Showtime executives are incredibly high on "Weeds," as dopey as the premise
for this controversial comedy may sound. Mary-Louise Parker stars in the
satirical series about a struggling soccer-mom widow who makes ends meet by
selling marijuana to a quirky circle of suburbanites.

"Weeds" premieres at 11 tonight, moving into its regular time slot at 10
p.m. Monday. The series is half of a joint effort to push Showtime into a
leadership position in the comedy field.

The other half of the pay-cable channel's operation-comedy, a series
version of the "Barbershop" films, debuts at 10 p.m. Sunday, Aug. 14.

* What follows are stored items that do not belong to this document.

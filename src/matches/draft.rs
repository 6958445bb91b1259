//! Draft reconstruction
//!
//! Picks and bans come as one ordered log. Entries naming a hero that is not
//! in the reference table, or an unknown team code, are skipped.

use crate::matches::model::{Draft, HeroPick, PickOrder, PickPosition, PlayerRole, Side};
use crate::matches::raw::{RawPickBan, RawPlayer};
use crate::matches::reference::HeroTable;
use crate::matches::side::side_of_draft_team;

/// Which side made the first pick.
///
/// Both sides are None when the log has no picks.
pub fn determine_pick_order(picks_bans: &[RawPickBan]) -> PickOrder {
    let first = picks_bans
        .iter()
        .find(|entry| entry.is_pick)
        .and_then(|entry| side_of_draft_team(entry.team));

    match first {
        Some(Side::Radiant) => PickOrder {
            radiant: Some(PickPosition::First),
            dire: Some(PickPosition::Second),
        },
        Some(Side::Dire) => PickOrder {
            radiant: Some(PickPosition::Second),
            dire: Some(PickPosition::First),
        },
        None => PickOrder::default(),
    }
}

/// Convert the log into per-side picks (roles unassigned) and bans
pub fn convert_draft(picks_bans: &[RawPickBan], heroes: &HeroTable) -> Draft {
    let mut draft = Draft::default();

    for entry in picks_bans {
        let Some(hero) = heroes.get(&entry.hero_id) else {
            continue;
        };
        let Some(side) = side_of_draft_team(entry.team) else {
            continue;
        };

        if entry.is_pick {
            let pick = HeroPick {
                account_id: None,
                hero: hero.clone(),
                role: None,
            };
            match side {
                Side::Radiant => draft.radiant_picks.push(pick),
                Side::Dire => draft.dire_picks.push(pick),
            }
        } else {
            let ban = entry.hero_id.to_string();
            match side {
                Side::Radiant => draft.radiant_bans.push(ban),
                Side::Dire => draft.dire_bans.push(ban),
            }
        }
    }

    draft
}

/// Copy each roster player's role and account onto the pick of their hero.
///
/// A pick with no matching player loses its role.
pub fn backfill_pick_roles(picks: &mut [HeroPick], roster: &[&RawPlayer], roles: &[Option<PlayerRole>]) {
    for pick in picks.iter_mut() {
        let matched = roster
            .iter()
            .zip(roles)
            .find(|(player, _)| player.hero_id == pick.hero.id);

        match matched {
            Some((player, role)) => {
                pick.role = *role;
                if player.account_id.is_some() {
                    pick.account_id = player.account_id;
                }
            }
            None => pick.role = None,
        }
    }
}

#[cfg(test)]
mod tests {
    use super::*;
    use crate::matches::reference::HeroRef;

    fn entry(is_pick: bool, hero_id: u32, team: u8) -> RawPickBan {
        RawPickBan {
            is_pick,
            hero_id,
            team,
            order: 0,
        }
    }

    fn heroes() -> HeroTable {
        [
            HeroRef::new(1, "Anti-Mage"),
            HeroRef::new(2, "Axe"),
            HeroRef::new(3, "Bane"),
        ]
        .into_iter()
        .map(|h| (h.id, h))
        .collect()
    }

    #[test]
    fn test_pick_order_radiant_first() {
        let log = vec![entry(false, 1, 1), entry(true, 2, 0), entry(true, 3, 1)];
        assert_eq!(
            determine_pick_order(&log),
            PickOrder {
                radiant: Some(PickPosition::First),
                dire: Some(PickPosition::Second),
            }
        );
    }

    #[test]
    fn test_pick_order_dire_first() {
        let log = vec![entry(true, 2, 1)];
        assert_eq!(determine_pick_order(&log).dire, Some(PickPosition::First));
    }

    #[test]
    fn test_pick_order_unknown_without_picks() {
        assert_eq!(determine_pick_order(&[]), PickOrder::default());
        assert_eq!(determine_pick_order(&[entry(false, 1, 0)]), PickOrder::default());
    }

    #[test]
    fn test_convert_draft() {
        let log = vec![
            entry(false, 3, 0),
            entry(false, 1, 1),
            entry(true, 2, 0),
            entry(true, 1, 1),
        ];
        let draft = convert_draft(&log, &heroes());

        assert_eq!(draft.radiant_bans, vec!["3"]);
        assert_eq!(draft.dire_bans, vec!["1"]);
        assert_eq!(draft.radiant_picks.len(), 1);
        assert_eq!(draft.radiant_picks[0].hero.localized_name, "Axe");
        assert!(draft.radiant_picks[0].role.is_none());
        assert_eq!(draft.dire_picks[0].hero.id, 1);
    }

    #[test]
    fn test_unknown_hero_dropped() {
        let log = vec![entry(true, 999, 0), entry(false, 998, 1), entry(true, 1, 0)];
        let draft = convert_draft(&log, &heroes());

        assert_eq!(draft.radiant_picks.len(), 1);
        assert!(draft.dire_bans.is_empty());
        assert!(draft.dire_picks.is_empty());
    }

    #[test]
    fn test_backfill_sets_and_clears_roles() {
        let carry = RawPlayer {
            account_id: Some(42),
            hero_id: 1,
            ..Default::default()
        };
        let roster = vec![&carry];
        let roles = vec![Some(PlayerRole::Carry)];

        let mut picks = vec![
            HeroPick {
                account_id: None,
                hero: HeroRef::new(1, "Anti-Mage"),
                role: None,
            },
            HeroPick {
                account_id: None,
                hero: HeroRef::new(2, "Axe"),
                role: Some(PlayerRole::Offlane),
            },
        ];

        backfill_pick_roles(&mut picks, &roster, &roles);

        assert_eq!(picks[0].role, Some(PlayerRole::Carry));
        assert_eq!(picks[0].account_id, Some(42));
        assert_eq!(picks[1].role, None);

        let value = serde_json::to_value(&picks[1]).unwrap();
        assert!(value.get("role").is_none());
    }
}
//! In-Memory Backend
//!
//! Process-local cache with lazy TTL expiry, an optional size budget and
//! least-recently-accessed eviction. Entries live in an `IndexMap` kept in
//! access order (front = oldest access, back = newest), so eviction walks
//! from the front.

use crate::cache::cleanup::{spawn_sweeper, ExpirySweeper, SweeperHandle};
use crate::cache::entry::{CacheEntry, DEFAULT_ENTRY_OVERHEAD_BYTES};
use crate::cache::metrics::CacheMetrics;
use crate::cache::pattern::KeyPattern;
use crate::cache::{BackendKind, CacheBackend, CacheStats, DEFAULT_TTL_SECONDS};
use crate::error::Result;
use async_trait::async_trait;
use chrono::Utc;
use indexmap::IndexMap;
use parking_lot::Mutex;
use serde_json::Value;
use std::sync::Arc;
use std::time::Duration;
use tracing::debug;

// =============================================================================
// Memory Backend Configuration
// =============================================================================

/// Configuration for the memory backend
#[derive(Debug, Clone)]
pub struct MemoryBackendConfig {
    /// Size budget in bytes (None = unbounded)
    pub max_memory_bytes: Option<u64>,
    /// TTL applied when a write omits one
    pub default_ttl_seconds: u64,
    /// Fixed per-entry cost added to key and value sizes
    pub entry_overhead_bytes: u64,
    /// Extra bytes freed beyond the overage when evicting
    pub eviction_buffer_bytes: u64,
    /// Interval of the background expiry sweep (None = no sweep)
    pub sweep_interval: Option<Duration>,
    /// Deterministic execution: never start the sweep
    pub test_mode: bool,
}

impl Default for MemoryBackendConfig {
    fn default() -> Self {
        Self {
            max_memory_bytes: None,
            default_ttl_seconds: DEFAULT_TTL_SECONDS,
            entry_overhead_bytes: DEFAULT_ENTRY_OVERHEAD_BYTES,
            eviction_buffer_bytes: 1024,
            sweep_interval: Some(Duration::from_secs(300)),
            test_mode: false,
        }
    }
}

impl MemoryBackendConfig {
    /// Configuration for tests: no background sweep
    pub fn for_tests() -> Self {
        Self {
            sweep_interval: None,
            test_mode: true,
            ..Default::default()
        }
    }

    /// Set the size budget
    pub fn with_budget(mut self, max_memory_bytes: u64) -> Self {
        self.max_memory_bytes = Some(max_memory_bytes);
        self
    }
}

// =============================================================================
// Entry Table
// =============================================================================

/// Entries plus their summed size; guarded by one lock so the
/// eviction scan and its deletes are a single critical section
#[derive(Debug, Default)]
struct EntryTable {
    entries: IndexMap<String, CacheEntry>,
    usage_bytes: u64,
}

impl EntryTable {
    fn insert(&mut self, key: String, entry: CacheEntry) {
        self.usage_bytes += entry.size_bytes;
        if let Some(old) = self.entries.insert(key, entry) {
            self.usage_bytes = self.usage_bytes.saturating_sub(old.size_bytes);
        }
    }

    fn remove(&mut self, key: &str) -> Option<CacheEntry> {
        let entry = self.entries.shift_remove(key)?;
        self.usage_bytes = self.usage_bytes.saturating_sub(entry.size_bytes);
        Some(entry)
    }

    /// Move a key to the most-recently-accessed position
    fn touch(&mut self, key: &str) -> Option<&CacheEntry> {
        let (key, mut entry) = self.entries.shift_remove_entry(key)?;
        entry.record_access();
        self.entries.insert(key.clone(), entry);
        self.entries.get(&key)
    }

    /// Evict least-recently-accessed entries until `bytes_to_free` is reached
    /// or the table is empty. Returns (entries evicted, bytes freed).
    fn evict_oldest(&mut self, bytes_to_free: u64) -> (u64, u64) {
        let mut evicted = 0u64;
        let mut freed = 0u64;

        while freed < bytes_to_free {
            match self.entries.shift_remove_index(0) {
                Some((_, entry)) => {
                    freed += entry.size_bytes;
                    evicted += 1;
                }
                None => break,
            }
        }

        self.usage_bytes = self.usage_bytes.saturating_sub(freed);
        (evicted, freed)
    }

    fn purge_expired(&mut self) -> u64 {
        let now = Utc::now();
        let before = self.entries.len();
        let mut freed = 0u64;
        self.entries.retain(|_, entry| {
            let expired = entry.is_expired_at(now);
            if expired {
                freed += entry.size_bytes;
            }
            !expired
        });
        self.usage_bytes = self.usage_bytes.saturating_sub(freed);
        (before - self.entries.len()) as u64
    }
}

// =============================================================================
// Memory Backend
// =============================================================================

/// In-memory cache backend
pub struct MemoryBackend {
    table: Mutex<EntryTable>,
    config: MemoryBackendConfig,
    metrics: CacheMetrics,
}

impl MemoryBackend {
    /// Create new memory backend
    pub fn new(config: MemoryBackendConfig) -> Self {
        Self {
            table: Mutex::new(EntryTable::default()),
            config,
            metrics: CacheMetrics::new(),
        }
    }

    /// Start the periodic expiry sweep.
    ///
    /// Returns None in test mode or when no interval is configured.
    pub fn start_sweeper(self: &Arc<Self>) -> Option<SweeperHandle> {
        if self.config.test_mode {
            return None;
        }
        let interval = self.config.sweep_interval?;
        spawn_sweeper(self, interval)
    }

    /// Current estimated usage in bytes
    pub fn usage_bytes(&self) -> u64 {
        self.table.lock().usage_bytes
    }

    /// Number of stored entries (including not-yet-purged expired ones)
    pub fn len(&self) -> usize {
        self.table.lock().entries.len()
    }

    pub fn is_empty(&self) -> bool {
        self.len() == 0
    }

    /// Get the configuration
    pub fn config(&self) -> &MemoryBackendConfig {
        &self.config
    }

    /// Access metadata for a key, if present
    pub fn entry(&self, key: &str) -> Option<CacheEntry> {
        self.table.lock().entries.get(key).cloned()
    }
}

impl ExpirySweeper for MemoryBackend {
    fn name(&self) -> &'static str {
        "memory"
    }

    fn purge_expired(&self) -> u64 {
        let purged = self.table.lock().purge_expired();
        self.metrics.record_expirations(purged);
        purged
    }
}

#[async_trait]
impl CacheBackend for MemoryBackend {
    fn kind(&self) -> BackendKind {
        BackendKind::Memory
    }

    async fn get(&self, key: &str) -> Result<Option<Value>> {
        let mut table = self.table.lock();

        let expired = match table.entries.get(key) {
            Some(entry) => entry.is_expired(),
            None => {
                self.metrics.record_miss();
                return Ok(None);
            }
        };

        if expired {
            table.remove(key);
            self.metrics.record_expirations(1);
            self.metrics.record_miss();
            return Ok(None);
        }

        let value = table.touch(key).map(|entry| entry.value.clone());
        self.metrics.record_hit();
        Ok(value)
    }

    async fn set(&self, key: &str, value: Value, ttl_seconds: Option<u64>) -> Result<()> {
        let ttl = ttl_seconds.unwrap_or(self.config.default_ttl_seconds);
        let entry = CacheEntry::new(key, value, ttl, self.config.entry_overhead_bytes);
        let size = entry.size_bytes;

        let mut table = self.table.lock();

        // Overwrite refreshes metadata; drop the old entry before budgeting
        table.remove(key);

        if let Some(budget) = self.config.max_memory_bytes {
            let projected = table.usage_bytes + size;
            if projected > budget {
                let target = projected - budget + self.config.eviction_buffer_bytes;
                let (evicted, freed) = table.evict_oldest(target);
                self.metrics.record_evictions(evicted);
                debug!(
                    key = key,
                    evicted = evicted,
                    freed = freed,
                    budget = budget,
                    "Evicted memory cache entries"
                );
            }
        }

        table.insert(key.to_string(), entry);
        self.metrics.record_set();
        Ok(())
    }

    async fn delete(&self, key: &str) -> Result<bool> {
        let deleted = self.table.lock().remove(key).is_some();
        if deleted {
            self.metrics.record_deletes(1);
        }
        Ok(deleted)
    }

    async fn exists(&self, key: &str) -> Result<bool> {
        let mut table = self.table.lock();
        let expired = match table.entries.get(key) {
            Some(entry) => entry.is_expired(),
            None => return Ok(false),
        };

        if expired {
            table.remove(key);
            self.metrics.record_expirations(1);
            return Ok(false);
        }
        Ok(true)
    }

    async fn invalidate_pattern(&self, pattern: &str) -> Result<u64> {
        let pattern = KeyPattern::new(pattern)?;
        let mut table = self.table.lock();

        let matching: Vec<String> = table
            .entries
            .keys()
            .filter(|key| pattern.matches(key))
            .cloned()
            .collect();

        for key in &matching {
            table.remove(key);
        }

        let count = matching.len() as u64;
        self.metrics.record_deletes(count);
        debug!(pattern = pattern.as_str(), deleted = count, "Invalidated memory cache keys");
        Ok(count)
    }

    async fn stats(&self) -> Result<CacheStats> {
        let (key_count, usage) = {
            let table = self.table.lock();
            (table.entries.len() as u64, table.usage_bytes)
        };
        Ok(self.metrics.snapshot(BackendKind::Memory, key_count, usage))
    }

    async fn clear(&self) -> Result<()> {
        let mut table = self.table.lock();
        table.entries.clear();
        table.usage_bytes = 0;
        Ok(())
    }

    async fn is_healthy(&self) -> bool {
        let budget = match self.config.max_memory_bytes {
            Some(budget) => budget,
            None => return true,
        };

        let mut table = self.table.lock();
        if table.usage_bytes > budget {
            let overage = table.usage_bytes - budget;
            let (evicted, _) = table.evict_oldest(overage);
            self.metrics.record_evictions(evicted);
        }
        table.usage_bytes <= budget
    }
}

// =============================================================================
// Tests
// =============================================================================
//! Error types for Dotaboard
//!
//! Provides structured error types for the cache backends, the cache
//! service, the match store, and the REST API.

use thiserror::Error;

/// Unified error type for the crate
#[derive(Error, Debug)]
pub enum Error {
    // =========================================================================
    // Internal Errors
    // =========================================================================
    #[error("Internal error: {0}")]
    Internal(String),

    #[error("Configuration error: {0}")]
    Configuration(String),

    // =========================================================================
    // Cache Backend Errors
    // =========================================================================
    #[error("{backend} {operation} error: {reason}")]
    Backend {
        backend: String,
        operation: String,
        reason: String,
    },

    #[error("{backend} {operation} error: {reason}")]
    Decode {
        backend: String,
        operation: String,
        reason: String,
    },

    #[error("Backend unavailable: {backend}")]
    BackendUnavailable { backend: String },

    #[error("Invalid key pattern {pattern:?}: {reason}")]
    InvalidPattern { pattern: String, reason: String },

    // =========================================================================
    // Match Errors
    // =========================================================================
    #[error("Match not found: {match_id}")]
    MatchNotFound { match_id: u64 },

    // =========================================================================
    // API Errors
    // =========================================================================
    #[error("API request validation failed: {0}")]
    ApiValidation(String),

    // =========================================================================
    // Parse / Transport Errors
    // =========================================================================
    #[error("JSON parse error: {0}")]
    JsonParse(#[from] serde_json::Error),

    #[error("HTTP error: {0}")]
    Http(#[from] reqwest::Error),

    #[error("IO error: {0}")]
    Io(#[from] std::io::Error),
}

/// What a caller should do with a failed cache operation
#[derive(Debug, Clone, Copy, PartialEq, Eq)]
pub enum ErrorAction {
    /// Switch to another backend tier, or treat the operation as a miss
    FallBack,
    /// The stored payload is unusable; behave as if the key were absent
    TreatAsMiss,
    /// Misconfiguration or invalid input; surface to the caller
    Fail,
}

impl Error {
    /// Wrap an underlying failure with backend and operation context
    pub fn backend(
        backend: impl Into<String>,
        operation: impl Into<String>,
        reason: impl std::fmt::Display,
    ) -> Self {
        Error::Backend {
            backend: backend.into(),
            operation: operation.into(),
            reason: reason.to_string(),
        }
    }

    /// A stored payload that could not be decoded
    pub fn decode(
        backend: impl Into<String>,
        operation: impl Into<String>,
        reason: impl std::fmt::Display,
    ) -> Self {
        Error::Decode {
            backend: backend.into(),
            operation: operation.into(),
            reason: reason.to_string(),
        }
    }

    /// Determine what action to take for this error
    pub fn action(&self) -> ErrorAction {
        match self {
            Error::Backend { .. }
            | Error::BackendUnavailable { .. }
            | Error::Http(_)
            | Error::Io(_) => ErrorAction::FallBack,

            Error::Decode { .. } | Error::JsonParse(_) => ErrorAction::TreatAsMiss,

            Error::Configuration(_)
            | Error::InvalidPattern { .. }
            | Error::ApiValidation(_)
            | Error::MatchNotFound { .. }
            | Error::Internal(_) => ErrorAction::Fail,
        }
    }

    /// Check if this error is retryable
    pub fn is_retryable(&self) -> bool {
        !matches!(self.action(), ErrorAction::Fail)
    }

    /// Check if this error is transient
    pub fn is_transient(&self) -> bool {
        matches!(
            self,
            Error::Http(_) | Error::BackendUnavailable { .. } | Error::Backend { .. }
        )
    }
}

/// Result type alias for the crate
pub type Result<T> = std::result::Result<T, Error>;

"I look at 'Weeds' and 'Barbershop' as aggressive moves into comedy series
programming, which has been a goal of mine since day one," Showtime's
entertainment president, Robert Greenblatt, told TV critics last month in
Los Angeles.

He wasn't just blowing smoke. Showtime is putting a tremendous promotional
push behind "Weeds," hoping it doesn't quickly go to seed. In addition to
Parker, the cast features Elizabeth Perkins and former "Saturday Night
Live" regular Kevin Nealon.

"There weren't too many scripts around, and this one fell into my hands and
it was just amazing," Nealon said during his Los Angeles meeting with
critics. "I loved it because it was edgy and it was different and it took
chances."

The chances to which he refers are being taken by the show's Emmy-winning
creator, writer-producer Jenji Kohan. Her credits include "Mad About You,"
"Will & Grace," "Sex and the City" and "Gilmore Girls," but it was a rocky
experience as the executive producer of "The Stones," a short-lived 2004
CBS series, that drove her to Showtime.

"Basically, I was coming off a CBS series that had not gone so well, and I
was just kind of going for it," Kohan said. "And what I was really looking
for was a subject where I could explore two things I was getting obsessed with.

"One was gray areas . . . and the other thing was this notion in psychology
called post-conventional morality, where if you're not operating within the
confines of society's morals, you have to develop your own moral code. And
what I was searching for was kind of a vehicle for that."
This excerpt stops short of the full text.